Stored data entries:
• • •
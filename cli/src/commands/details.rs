//! `pushbutan details`: instance details from a finished launch run.

use std::process::ExitCode;

use anyhow::Result;
use clap::Args;

use crate::app::AppContext;
use crate::domain::RunId;

/// Arguments for the details command.
#[derive(Args, Debug)]
pub struct DetailsArgs {
    /// Run id of a dev-instance launch
    pub run_id: u64,

    /// Save the run's logs under the configured logs directory
    #[arg(long)]
    pub save_logs: bool,
}

/// # Errors
///
/// Returns an error if the run is unfinished, failed, or cannot be read.
pub async fn run(app: &AppContext, args: DetailsArgs) -> Result<ExitCode> {
    let engine = app.engine()?;
    let run_id = RunId(args.run_id);
    let instance = engine.instance_details(run_id, args.save_logs).await?;
    app.renderer().details(run_id, &instance)?;
    Ok(ExitCode::SUCCESS)
}
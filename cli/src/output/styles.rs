//! Stylesheet for terminal output.

use owo_colors::Style;

/// Colors for message markers and workflow/run states. Every field is a
/// no-op style until `colorize` is called.
#[derive(Default, Clone)]
pub struct Styles {
    pub success: Style,
    pub warning: Style,
    pub error: Style,
    pub info: Style,
    /// Secondary text: paths, elapsed time, keys.
    pub dim: Style,
    pub header: Style,
    /// Runs that are queued or executing.
    pub pending: Style,
}

impl Styles {
    pub fn colorize(&mut self) {
        self.success = Style::new().green();
        self.warning = Style::new().yellow();
        self.error = Style::new().red();
        self.info = Style::new().blue();
        self.dim = Style::new().dimmed();
        self.header = Style::new().bold().cyan();
        self.pending = Style::new().yellow();
    }

    /// Style for a workflow's `state` as listed by the API.
    #[must_use]
    pub fn workflow_state(&self, state: &str) -> Style {
        if state == "active" { self.success } else { self.dim }
    }
}
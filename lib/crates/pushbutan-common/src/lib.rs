pub mod config;
pub mod types;

pub use config::ToolboxServerConfig;
pub use types::*;
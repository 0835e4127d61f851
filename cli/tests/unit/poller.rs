//! Poll loop timing, termination and cancellation on a paused clock.

#![allow(clippy::expect_used, clippy::unwrap_used)]

use std::time::Duration;

use chrono::Utc;
use pushbutan_cli::application::interrupt::{self, Interrupt};
use pushbutan_cli::application::services::poller::{PollOptions, poll_until_terminal};
use pushbutan_cli::domain::{ApiError, RunHandle, RunId, RunStatus, WorkflowError};
use tokio::time::Instant;

use crate::mocks::{FakeApi, RecordingReporter, secs};

fn handle() -> RunHandle {
    RunHandle::pending("31526128", Utc::now()).resolve(RunId(42))
}

fn opts(timeout: u64, interval: u64, cancel: bool) -> PollOptions {
    PollOptions {
        timeout: secs(timeout),
        interval: secs(interval),
        cancel_on_timeout: cancel,
    }
}

#[tokio::test(start_paused = true)]
async fn test_stops_at_first_terminal_status() {
    let api = FakeApi::new().with_script(vec![
        ("queued", None),
        ("in_progress", None),
        ("completed", Some("success")),
    ]);
    let reporter = RecordingReporter::default();
    let started = Instant::now();

    let snapshot = poll_until_terminal(&api, &handle(), &opts(120, 10, false), &Interrupt::never(), &reporter)
        .await
        .unwrap();

    assert_eq!(snapshot.status, RunStatus::Success);
    assert_eq!(api.status_calls().len(), 3);
    assert_eq!(started.elapsed(), secs(20));
    assert_eq!(
        reporter.events(),
        vec![
            "step: Run 42: queued",
            "step: Run 42: in_progress",
            "step: Run 42: success",
        ]
    );
}

#[tokio::test(start_paused = true)]
async fn test_failure_is_returned_as_a_terminal_snapshot() {
    let api = FakeApi::new().with_script(vec![("in_progress", None), ("completed", Some("failure"))]);
    let snapshot = poll_until_terminal(
        &api,
        &handle(),
        &opts(120, 10, false),
        &Interrupt::never(),
        &RecordingReporter::default(),
    )
    .await
    .unwrap();
    assert_eq!(snapshot.status, RunStatus::Failure);
    assert_eq!(api.status_calls().len(), 2);
}

#[tokio::test(start_paused = true)]
async fn test_unchanged_status_is_reported_once() {
    let api = FakeApi::new().with_script(vec![
        ("in_progress", None),
        ("in_progress", None),
        ("in_progress", None),
        ("completed", Some("success")),
    ]);
    let reporter = RecordingReporter::default();
    poll_until_terminal(&api, &handle(), &opts(120, 10, false), &Interrupt::never(), &reporter)
        .await
        .unwrap();
    assert_eq!(reporter.events().len(), 2);
}

#[tokio::test(start_paused = true)]
async fn test_timeout_polls_on_schedule_then_cancels_once() {
    let api = FakeApi::new().with_script(vec![("in_progress", None)]);
    let started = Instant::now();

    let err = poll_until_terminal(
        &api,
        &handle(),
        &opts(120, 10, true),
        &Interrupt::never(),
        &RecordingReporter::default(),
    )
    .await
    .unwrap_err();

    // t = 0, 10, ..., 120
    assert_eq!(api.status_calls().len(), 13);
    assert_eq!(api.cancels(), vec![RunId(42)]);
    assert_eq!(started.elapsed(), secs(120));
    match err {
        WorkflowError::PollTimeout {
            run_id,
            last_status,
            cancel_attempted,
            timeout,
            ..
        } => {
            assert_eq!(run_id, RunId(42));
            assert_eq!(last_status, RunStatus::InProgress);
            assert_eq!(timeout, secs(120));
            assert!(cancel_attempted);
        }
        other => panic!("expected PollTimeout, got {other:?}"),
    }
}

#[tokio::test(start_paused = true)]
async fn test_timeout_without_cancel_leaves_run_alone() {
    let api = FakeApi::new().with_script(vec![("queued", None)]);
    let err = poll_until_terminal(
        &api,
        &handle(),
        &opts(30, 10, false),
        &Interrupt::never(),
        &RecordingReporter::default(),
    )
    .await
    .unwrap_err();
    assert!(matches!(
        err,
        WorkflowError::PollTimeout {
            cancel_attempted: false,
            ..
        }
    ));
    assert!(api.cancels().is_empty());
}

#[tokio::test(start_paused = true)]
async fn test_zero_timeout_makes_exactly_one_call() {
    let api = FakeApi::new().with_script(vec![("in_progress", None)]);
    let err = poll_until_terminal(
        &api,
        &handle(),
        &opts(0, 10, false),
        &Interrupt::never(),
        &RecordingReporter::default(),
    )
    .await
    .unwrap_err();
    assert_eq!(err.code(), "poll_timeout");
    assert_eq!(api.status_calls().len(), 1);
}

#[tokio::test(start_paused = true)]
async fn test_last_sleep_is_trimmed_to_the_deadline() {
    let api = FakeApi::new().with_script(vec![("in_progress", None)]);
    let started = Instant::now();
    let _ = poll_until_terminal(
        &api,
        &handle(),
        &opts(25, 10, false),
        &Interrupt::never(),
        &RecordingReporter::default(),
    )
    .await;
    // t = 0, 10, 20, 25
    assert_eq!(api.status_calls().len(), 4);
    assert_eq!(started.elapsed(), secs(25));
}

#[tokio::test(start_paused = true)]
async fn test_failed_cancel_still_reports_the_timeout() {
    let api = FakeApi::new()
        .with_script(vec![("in_progress", None)])
        .with_cancel_error(ApiError::Transient("502".into()));
    let err = poll_until_terminal(
        &api,
        &handle(),
        &opts(10, 10, true),
        &Interrupt::never(),
        &RecordingReporter::default(),
    )
    .await
    .unwrap_err();
    assert!(matches!(err, WorkflowError::PollTimeout { cancel_attempted: true, .. }));
    assert_eq!(api.cancels().len(), 1);
}

#[tokio::test(start_paused = true)]
async fn test_status_error_after_retries_is_poll_failed() {
    let api = FakeApi::new().with_status_errors(vec![ApiError::Transient("timed out".into())]);
    let err = poll_until_terminal(
        &api,
        &handle(),
        &opts(120, 10, true),
        &Interrupt::never(),
        &RecordingReporter::default(),
    )
    .await
    .unwrap_err();
    assert!(matches!(err, WorkflowError::PollFailed { run_id: RunId(42), .. }));
    assert!(api.cancels().is_empty());
}

#[tokio::test(start_paused = true)]
async fn test_unresolved_handle_is_rejected_without_calls() {
    let api = FakeApi::new();
    let unresolved = RunHandle::pending("31526128", Utc::now()).unresolved();
    let err = poll_until_terminal(
        &api,
        &unresolved,
        &opts(120, 10, false),
        &Interrupt::never(),
        &RecordingReporter::default(),
    )
    .await
    .unwrap_err();
    assert_eq!(err.code(), "invalid_request");
    assert!(api.status_calls().is_empty());
}

#[tokio::test(start_paused = true)]
async fn test_interrupt_mid_poll_cancels_when_asked() {
    let api = FakeApi::new().with_script(vec![("in_progress", None)]);
    let (trigger, interrupt) = interrupt::channel();
    let handle = handle();
    let opts = opts(120, 10, true);
    let reporter = RecordingReporter::default();

    let poll = poll_until_terminal(&api, &handle, &opts, &interrupt, &reporter);
    let raise = async {
        tokio::time::sleep(Duration::from_secs(15)).await;
        trigger.raise();
    };
    let (result, ()) = tokio::join!(poll, raise);

    assert!(matches!(
        result.unwrap_err(),
        WorkflowError::Interrupted {
            run_id: Some(RunId(42)),
            cancel_attempted: true,
            ..
        }
    ));
    // t = 0 and 10; the sleep towards 20 is cut short
    assert_eq!(api.status_calls().len(), 2);
    assert_eq!(api.cancels(), vec![RunId(42)]);
}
• • •
__Problem description__
In the entries above, find each line that includes the string "derive" and copy it.

__Expected output__
#[derive(Args, Debug)]
#[derive(Default, Clone)]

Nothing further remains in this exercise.